PwC echoes this sentiment, but points to a gap in achieving it, noting that few organizations have taken action to help employees with skill development.
While leaders know #employees need to advance their #digital skills, few have taken concrete steps to address the issue, according to @PwC research shared this week at #HRTechConf. Find out what it means for #HR leaders here:https://t.co/cahh6NZEZZ
— Human Resource Executive (@HRExecMag) October 1, 2021
Going forward, it will be critical for HR teams to think deeply about their people, including what they ultimately want to do in their career and how the organization can help them get there. That mindset will not only keep people growing with the company, but it will also create a more meaningful and engaging employee experience.
3) We need to keep improving organizational health and the employee experience for a hybrid world
The hybrid world is here to stay, and companies must respond accordingly. Two of the biggest areas that require attention are improving organizational health and enhancing the employee experience — neither of which is an easy undertaking.
ChartHop CEO Ian White spoke during an HR Tech Talk about the importance of organizational health, especially in a distributed work environment. He stressed that this can’t be a one-time exercise; rather, it’s a critical, long term responsibility of every HR team. And when done correctly — largely through agility, accountability, and alignment — improving organizational health can give employees a greater sense of belonging, drive faster growth, and increase retention.
What is organizational health and how do you assess yours?
— Leo Rondeau (@rondeauleo) September 30, 2021
Making these types of improvements requires continued investment in HR technology. Fortunately, this trend is already underway and shows no signs of slowing down, as Sapient Insights notes that organizations have found investing in the right HR systems critical to helping them manage employees during the pandemic.

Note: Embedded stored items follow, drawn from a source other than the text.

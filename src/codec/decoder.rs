//! Reference decoder.
//!
//! Every received block is one GF(2) equation over the K + M intermediate
//! blocks: its row design names the slots, its payload is the right-hand
//! side. The M dense rows contribute equations with a zero right-hand side.
//! Equations are reduced into an echelon basis as they arrive, indexed by
//! their lowest set column, so rank is known after every block. Once the
//! basis is full, back-substitution yields the intermediate blocks and the
//! message rows are regenerated from them.
//!
//! Exactly K received blocks are not always enough: the K rows plus the dense
//! rows have to reach full rank, which holds for most subsets but not all.
//!
//! The basis is a dense `n x n` bit matrix with `n = K + M`, so memory grows
//! as `n² / 8` bytes (about 528 MB at K = 64000) and reducing one block costs
//! up to `n² / 64` word XORs. Allocation failure surfaces as
//! [`CodecError::AllocationFailed`]. Large K is better served by a decoder
//! that peels before eliminating.

use std::sync::OnceLock;

use serde::{Deserialize, Serialize};

use super::bits::{words_for, BitMatrix};
use super::block::{xor_into, BlockStore};
use super::encoder::block_count_for;
use super::generator::Design;
use super::params::{CodeParams, ParameterPolicy, SimulatedParams};
use super::wire::Block;
use super::CodecError;
use crate::tracing_compat::{debug, info};

/// State after feeding a block.
#[derive(Debug, Clone, Copy, PartialEq, Eq)]
pub enum DecodeProgress {
    /// More independent blocks are needed.
    NeedMore {
        /// Rank reached so far, dense rows included.
        rank: usize,
        /// Rank required.
        needed: usize,
    },
    /// The message can be reconstructed.
    Ready,
}

/// Decoder counters.
#[derive(Debug, Clone, Copy, Default, PartialEq, Eq, Serialize, Deserialize)]
pub struct DecodeStats {
    /// Blocks fed.
    pub received: usize,
    /// Blocks that added no rank.
    pub redundant: usize,
    /// Current rank, dense rows included.
    pub rank: usize,
    /// Block XORs performed while reducing.
    pub xor_ops: usize,
}

/// Incremental decoder for one message.
#[derive(Debug, Clone)]
pub struct Decoder {
    design: Design,
    params: CodeParams,
    message_len: usize,
    basis: BitMatrix,
    values: BlockStore,
    occupied: Vec<bool>,
    scratch_bits: Vec<u64>,
    scratch_block: Vec<u8>,
    stats: DecodeStats,
    solved: OnceLock<BlockStore>,
}

impl Decoder {
    /// Decoder matching an encoder built with the default policy.
    pub fn new(message_len: usize, block_size: usize) -> Result<Self, CodecError> {
        Self::with_policy(message_len, block_size, SimulatedParams::global())
    }

    /// Decoder for explicit `(M, seed)`.
    pub fn with_params(
        message_len: usize,
        block_size: usize,
        params: CodeParams,
    ) -> Result<Self, CodecError> {
        let block_count = block_count_for(message_len, block_size)?;
        let design = Design::new(block_count, params.check_blocks, params.seed)?;
        let n = design.intermediate_count();

        let mut this = Self {
            params,
            message_len,
            basis: BitMatrix::try_zeros(n, n)?,
            values: BlockStore::try_zeroed(n, block_size)?,
            occupied: vec![false; n],
            scratch_bits: vec![0; words_for(n)],
            scratch_block: vec![0; block_size],
            stats: DecodeStats::default(),
            solved: OnceLock::new(),
            design,
        };
        this.seed_dense_rows();

        info!(
            block_count,
            check_blocks = params.check_blocks,
            seed = params.seed,
            block_size,
            "decoder initialized"
        );
        Ok(this)
    }

    /// Decoder whose `(M, seed)` comes from `policy`.
    pub fn with_policy<P: ParameterPolicy + ?Sized>(
        message_len: usize,
        block_size: usize,
        policy: &P,
    ) -> Result<Self, CodecError> {
        let block_count = block_count_for(message_len, block_size)?;
        Self::with_params(message_len, block_size, policy.select(block_count)?)
    }

    fn seed_dense_rows(&mut self) {
        let k = usize::from(self.design.block_count());
        let mut dense = self.design.dense_rows();
        let mut words = vec![0u64; self.design.dense_pitch()];
        let mut j = 0;
        while dense.fill_next(&mut words) {
            self.scratch_bits.fill(0);
            self.scratch_bits[..words.len()].copy_from_slice(&words);
            set_bit(&mut self.scratch_bits, k + j);
            self.scratch_block.fill(0);
            self.insert();
            j += 1;
        }
    }

    /// K.
    #[must_use]
    pub const fn block_count(&self) -> u16 {
        self.design.block_count()
    }

    /// Bytes per block.
    #[must_use]
    pub const fn block_size(&self) -> usize {
        self.values.block_size()
    }

    /// Parameters in use.
    #[must_use]
    pub const fn params(&self) -> CodeParams {
        self.params
    }

    /// Counters so far.
    #[must_use]
    pub const fn stats(&self) -> DecodeStats {
        self.stats
    }

    /// Rank required for reconstruction (K + M).
    #[must_use]
    pub const fn needed(&self) -> usize {
        self.design.intermediate_count()
    }

    /// True once every intermediate block is determined.
    #[must_use]
    pub const fn is_ready(&self) -> bool {
        self.stats.rank == self.design.intermediate_count()
    }

    fn progress(&self) -> DecodeProgress {
        if self.is_ready() {
            DecodeProgress::Ready
        } else {
            DecodeProgress::NeedMore {
                rank: self.stats.rank,
                needed: self.needed(),
            }
        }
    }

    /// Adds output block `id`.
    pub fn feed(&mut self, id: u32, payload: &[u8]) -> Result<DecodeProgress, CodecError> {
        if payload.len() != self.block_size() {
            return Err(CodecError::malformed(format!(
                "payload is {} bytes, block size is {}",
                payload.len(),
                self.block_size()
            )));
        }
        self.stats.received += 1;
        if self.is_ready() {
            self.stats.redundant += 1;
            return Ok(DecodeProgress::Ready);
        }

        let k = usize::from(self.design.block_count());
        let row = self.design.row(id);
        self.scratch_bits.fill(0);
        for col in row.peel_columns() {
            set_bit(&mut self.scratch_bits, usize::from(col));
        }
        for col in row.mix_columns() {
            set_bit(&mut self.scratch_bits, k + usize::from(col));
        }
        self.scratch_block.copy_from_slice(payload);

        if !self.insert() {
            self.stats.redundant += 1;
        }
        if self.is_ready() {
            debug!(
                received = self.stats.received,
                redundant = self.stats.redundant,
                "decoder reached full rank"
            );
        }
        Ok(self.progress())
    }

    /// Adds a parsed block.
    pub fn feed_block(&mut self, block: &Block) -> Result<DecodeProgress, CodecError> {
        self.feed(block.id, &block.payload)
    }

    /// Parses and adds one wire frame.
    pub fn feed_wire(&mut self, frame: &[u8]) -> Result<DecodeProgress, CodecError> {
        let block = Block::from_wire(frame, self.block_size())?;
        self.feed_block(&block)
    }

    /// Reduces the scratch equation into the basis. Returns false if it was dependent.
    fn insert(&mut self) -> bool {
        loop {
            let Some(lead) = lowest_set_bit(&self.scratch_bits) else {
                return false;
            };
            if !self.occupied[lead] {
                self.basis.row_mut(lead).copy_from_slice(&self.scratch_bits);
                self.values
                    .block_mut(lead)
                    .copy_from_slice(&self.scratch_block);
                self.occupied[lead] = true;
                self.stats.rank += 1;
                return true;
            }
            let basis_row = self.basis.row(lead);
            for (dst, src) in self.scratch_bits.iter_mut().zip(basis_row).skip(lead / 64) {
                *dst ^= src;
            }
            xor_into(&mut self.scratch_block, self.values.block(lead));
            self.stats.xor_ops += 1;
        }
    }

    /// Back-substitutes the basis into the intermediate blocks.
    ///
    /// Runs once; the basis cannot change after full rank.
    fn intermediates(&self) -> Result<&BlockStore, CodecError> {
        if !self.is_ready() {
            return Err(CodecError::InsufficientBlocks {
                rank: self.stats.rank,
                needed: self.needed(),
            });
        }
        if let Some(solved) = self.solved.get() {
            return Ok(solved);
        }
        let mut solved = self.values.clone();
        for c in (0..self.needed()).rev() {
            for j in self.basis.ones(c).filter(|&j| j > c) {
                solved.xor_block(c, j);
            }
        }
        Ok(self.solved.get_or_init(|| solved))
    }

    fn evaluate_row(&self, solved: &BlockStore, id: u32, out: &mut [u8]) {
        let k = usize::from(self.design.block_count());
        let row = self.design.row(id);
        out.fill(0);
        for col in row.peel_columns() {
            xor_into(out, solved.block(usize::from(col)));
        }
        for col in row.mix_columns() {
            xor_into(out, solved.block(k + usize::from(col)));
        }
    }

    /// Rebuilds the original message.
    pub fn reconstruct(&self) -> Result<Vec<u8>, CodecError> {
        let solved = self.intermediates()?;
        let k = usize::from(self.design.block_count());
        let bs = self.block_size();
        let mut out = Vec::new();
        out.try_reserve_exact(k * bs)
            .map_err(|_| CodecError::AllocationFailed { bytes: k * bs })?;
        let mut block = vec![0u8; bs];
        for id in 0..k {
            self.evaluate_row(solved, id as u32, &mut block);
            out.extend_from_slice(&block);
        }
        out.truncate(self.message_len);
        Ok(out)
    }

    /// Writes output block `id` into `out[..block_size]`.
    ///
    /// Ids below K give message blocks, the last one zero padded; higher ids
    /// give the same payload the encoder would emit.
    pub fn reconstruct_block(&self, id: u32, out: &mut [u8]) -> Result<(), CodecError> {
        let bs = self.block_size();
        if out.len() < bs {
            return Err(CodecError::invalid_params(format!(
                "output buffer is {} bytes, block size is {bs}",
                out.len()
            )));
        }
        let solved = self.intermediates()?;
        self.evaluate_row(solved, id, &mut out[..bs]);
        Ok(())
    }
}

/// Creates a decoder with the default parameter policy.
pub fn initialize_decoder(message_len: usize, block_size: usize) -> Result<Decoder, CodecError> {
    Decoder::new(message_len, block_size)
}

fn set_bit(words: &mut [u64], bit: usize) {
    words[bit / 64] |= 1u64 << (bit % 64);
}

fn lowest_set_bit(words: &[u64]) -> Option<usize> {
    words
        .iter()
        .position(|&w| w != 0)
        .map(|i| i * 64 + words[i].trailing_zeros() as usize)
}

Sapient Chief Research Officer and HR Tech keynoter Stacey Harris adds: “There is a much more general understanding that HR technology was adding more value than [organizations] may have given it credit for.”
Driven by factors like #COVID19 and the shift to #remote work, #HRtech spending is up a significant 57% since last year, @StaceyHarrisHR unveiled today at @HRTechConf. @PhilAlbinus has all the insights from @SapientInsights‘ HR Systems Survey: https://t.co/AYqr9di1tA #HRTechConf
— Human Resource Executive (@HRExecMag) September 30, 2021
That makes it no surprise that a recent Sapient Insights survey found organizations’ tech spending has increased 57% since 2020, especially when it comes to HR analytics, learning, skills management, and benefits and wellness.
We’re Entering a New Era of HR for Teams Everywhere
The contents of the 2021 HR Tech Conference were unlike those in any year prior. They reflected the enormous shift we’ve experienced since 2020 and the pressure HR teams everywhere are facing to respond.
But throughout it all, the tone was optimistic: Everything might have changed, but there are clear opportunities for HR to take the lead and bring their organizations out stronger on the other side.